3. Multiple projects/isolated memories in the same folder

4. Better UI

  • > Scheduled tasks that run locally ( https://support.claude.com/en/articles/13854387-schedule-rec... ) importantly different from Claude Code routines

    What do people do with these? I don't use Claude but when I did I couldn't think of anything useful to do with the routines. I'm probably not being imaginative enough.

    • At work, I have my Claude set up to go through the issue tracker, source control, dashboards, team Slack channels, calendar appointments, and have it look for things like upcoming scheduling issues and deadlines that might get tough. A lot of those services need a corporate VPN or access to my local machine for the LLM to get the information right.

      Nothing I can't do myself (and generally I do keep an eye on that sort of thing), but it did catch a holiday for my foreign team members that seemed to have gone unnoticed, and remarked about a status mismatch between Jira and source control that made the dashboard misrepresent progress. It's not much, but it's an extra little check that works quite well.

      Another trick I'm experimenting with is having Claude rebase my open PRs waiting for review every day, and auto-solving conflicts when they arise.
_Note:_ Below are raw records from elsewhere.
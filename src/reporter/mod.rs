// Module: Reporter
// Folds an execution result into the terminal PATCH envelope and sends it.
// A failed report is logged, never propagated: the upstream re-offers the
// delivery once its visibility window lapses.

use std::sync::Arc;

use tracing::{debug, error};

use crate::protocol::{utc_now_rfc3339, ExecutionReport, ExecutionResult, ExecutionStatus};
use crate::upstream::UpstreamClient;

/// Build the report envelope for one finished execution. `action_name` is
/// the local slug (or `"none"` for unmatched deliveries); `action_uuid` is
/// the upstream action id when the delivery carried one.
pub fn build_report(
    action_name: &str,
    action_uuid: &str,
    result: &ExecutionResult,
) -> ExecutionReport {
    let status = result.status();
    let stamp = utc_now_rfc3339();
    let (completed_at, failed_at) = match status {
        ExecutionStatus::Completed => (Some(stamp), None),
        ExecutionStatus::Failed => (None, Some(stamp)),
    };
    ExecutionReport {
        execution_status: status,
        execution_exit_code: result.exit_code,
        execution_stdout: result.stdout.clone(),
        execution_stderr: result.stderr.clone(),
        execution_duration_ms: result.duration_ms,
        execution_error: result.error.clone().unwrap_or_default(),
        execution_action_name: action_name.to_string(),
        execution_action_id: action_uuid.to_string(),
        completed_at,
        failed_at,
    }
}

pub struct Reporter {
    upstream: Arc<UpstreamClient>,
}

impl Reporter {
    pub fn new(upstream: Arc<UpstreamClient>) -> Self {
        Self { upstream }
    }

    /// Report the terminal result for a delivery. Returns whether the
    /// upstream acknowledged it.
    pub async fn report(
        &self,
        delivery_id: &str,
        action_name: &str,
        action_uuid: &str,
        result: &ExecutionResult,
    ) -> bool {
        let report = build_report(action_name, action_uuid, result);
        match self.upstream.report_execution(delivery_id, &report).await {
            Ok(()) => {
                debug!(
                    delivery = delivery_id,
                    action = action_name,
                    status = report.execution_status.as_str(),
                    exit_code = report.execution_exit_code,
                    "reported execution"
                );
                true
            }
            Err(err) => {
                error!(
                    delivery = delivery_id,
                    action = action_name,
                    error = %err,
                    "failed to report execution; delivery will be re-offered after its visibility timeout"
                );
                false
            }
        }
    }
}
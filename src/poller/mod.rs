// Module: Poller
// Drives the pipeline: fetch a batch, claim each delivery, hand the claimed
// ones to the pool. Claims are sequential on purpose; the fetch batch is
// small and the upstream fences ownership per delivery.

use std::sync::Arc;
use std::time::Duration;

use tokio_util::sync::CancellationToken;
use tracing::{debug, info, warn};

use crate::config::{BackoffKind, PollerConfig};
use crate::metrics::{names, RecorderHandle};
use crate::pool::DeliverySink;
use crate::upstream::UpstreamClient;

/// Failed polls never push the cadence past this.
const MAX_BACKOFF: Duration = Duration::from_secs(300);

pub struct Poller {
    upstream: Arc<UpstreamClient>,
    sink: DeliverySink,
    config: PollerConfig,
    recorder: RecorderHandle,
    retry_count: u32,
}

impl Poller {
    pub fn new(
        upstream: Arc<UpstreamClient>,
        sink: DeliverySink,
        config: PollerConfig,
        recorder: RecorderHandle,
    ) -> Self {
        Self {
            upstream,
            sink,
            config,
            recorder,
            retry_count: 0,
        }
    }

    /// Poll until cancelled. The first poll happens immediately; afterwards
    /// the cadence follows `interval_ms`, stretched by the backoff schedule
    /// while fetches fail.
    pub async fn run(mut self, cancel: CancellationToken) {
        info!(
            interval_ms = self.config.interval_ms,
            max_batch = self.config.max_batch,
            visibility_timeout = self.config.visibility_timeout,
            "poller started"
        );
        loop {
            self.poll_once().await;
            let delay = self.next_delay();
            tokio::select! {
                _ = cancel.cancelled() => {
                    info!("poller stopping");
                    return;
                }
                _ = tokio::time::sleep(delay) => {}
            }
        }
    }

    async fn poll_once(&mut self) {
        let deliveries = match self
            .upstream
            .fetch_deliveries(self.config.max_batch, self.config.visibility_timeout)
            .await
        {
            Ok(deliveries) => deliveries,
            Err(err) => {
                self.recorder
                    .counter(names::POLLS, &[("outcome", "error")]);
                self.bump_retry();
                warn!(
                    error = %err,
                    retry_count = self.retry_count,
                    "failed to fetch deliveries"
                );
                return;
            }
        };

        self.recorder
            .counter(names::POLLS, &[("outcome", "success")]);
        self.retry_count = 0;

        if deliveries.is_empty() {
            debug!("no deliveries pending");
            return;
        }
        debug!(count = deliveries.len(), "fetched deliveries");
        for _ in &deliveries {
            self.recorder.counter(names::DELIVERIES_RECEIVED, &[]);
        }

        for delivery in deliveries {
            match self.upstream.claim_delivery(&delivery.id).await {
                Ok(()) => {
                    self.recorder
                        .counter(names::CLAIMS, &[("outcome", "success")]);
                    // Submit logs and counts its own drops.
                    self.sink.submit(delivery);
                }
                Err(err) => {
                    self.recorder
                        .counter(names::CLAIMS, &[("outcome", "error")]);
                    warn!(
                        delivery = %delivery.id,
                        error = %err,
                        "claim failed; skipping (upstream will re-offer after visibility timeout)"
                    );
                }
            }
        }
    }

    /// Time until the next poll. With retry-on-error disabled the tick is
    /// fixed; enabled, failures stretch it exponentially or linearly, capped
    /// at five minutes.
    fn next_delay(&self) -> Duration {
        let base = Duration::from_millis(self.config.interval_ms);
        if self.retry_count == 0 || !self.config.retry_on_error {
            return base;
        }
        let stretched = match self.config.backoff {
            BackoffKind::Exponential => {
                base.saturating_mul(2u32.saturating_pow(self.retry_count))
            }
            BackoffKind::Linear => base.saturating_mul(self.retry_count),
        };
        stretched.min(MAX_BACKOFF)
    }

    /// Count a failed poll; past `max_retries` the counter wraps to zero and
    /// the loop keeps going forever.
    fn bump_retry(&mut self) {
        self.retry_count += 1;
        if self.retry_count > self.config.max_retries {
            self.retry_count = 0;
        }
    }
}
I don't trust it enough to let it push code to the repository, but I think I have the prompt set up in such a way that I might soon start using it.

    • Cowork is pretty useful for non-technical folk for things you'd traditionally just write a quick little bash or python script for (which really, is what Cowork is doing behind the scenes anyway).

      I've gotten good results using it at work for keeping track of expense receipts. I dump them into an "Inbox" folder and Claude will OCR them, convert any images to PDF, rename, and move them into year/month/date folders and classify them (cost centers, based on a mapping and examples I gave it). This runs daily, checking the Inbox directory for new items.

      My next step is getting it to pull them from my email automatically for me as well, or from a specific alias so when I take a pic of a receipt on the go I can just email it and have Claude rename and organize it for me, then it all gets sent off to AP at the end of the month.

      Non technical knowledge workers have all kinds of little admin tasks like that which Cowork can do for them, where previously they lacked the skills or will to just learn some python and script it themselves.

    • I’d like the thing to read my mail twice a day and tell me if I missed something important.

      Haven’t set it up because I’m horrified by the thought of it reading my mail. Doubly so if it decides to do anything other than telling me if I missed something important.

The CLI is good for coding tasks but for other things non coding related, having the desktop app can be very useful

Mainly: true sandbox separation. I don't want the model having full access to my machine. With a dump format that Claude understands, I'm able to pass only the files I want Claude to see, and he can't break any of them. I don't care about setting up access lists and so on. I don't trust that the cli product will be properly sanboxed and it's quite clear their software offerings are largely aigen code, and I catch bugs from Claude every day. I also get useful stuff, so it's worth it, but definitely not worth it, imo, to grant it any access to my machine.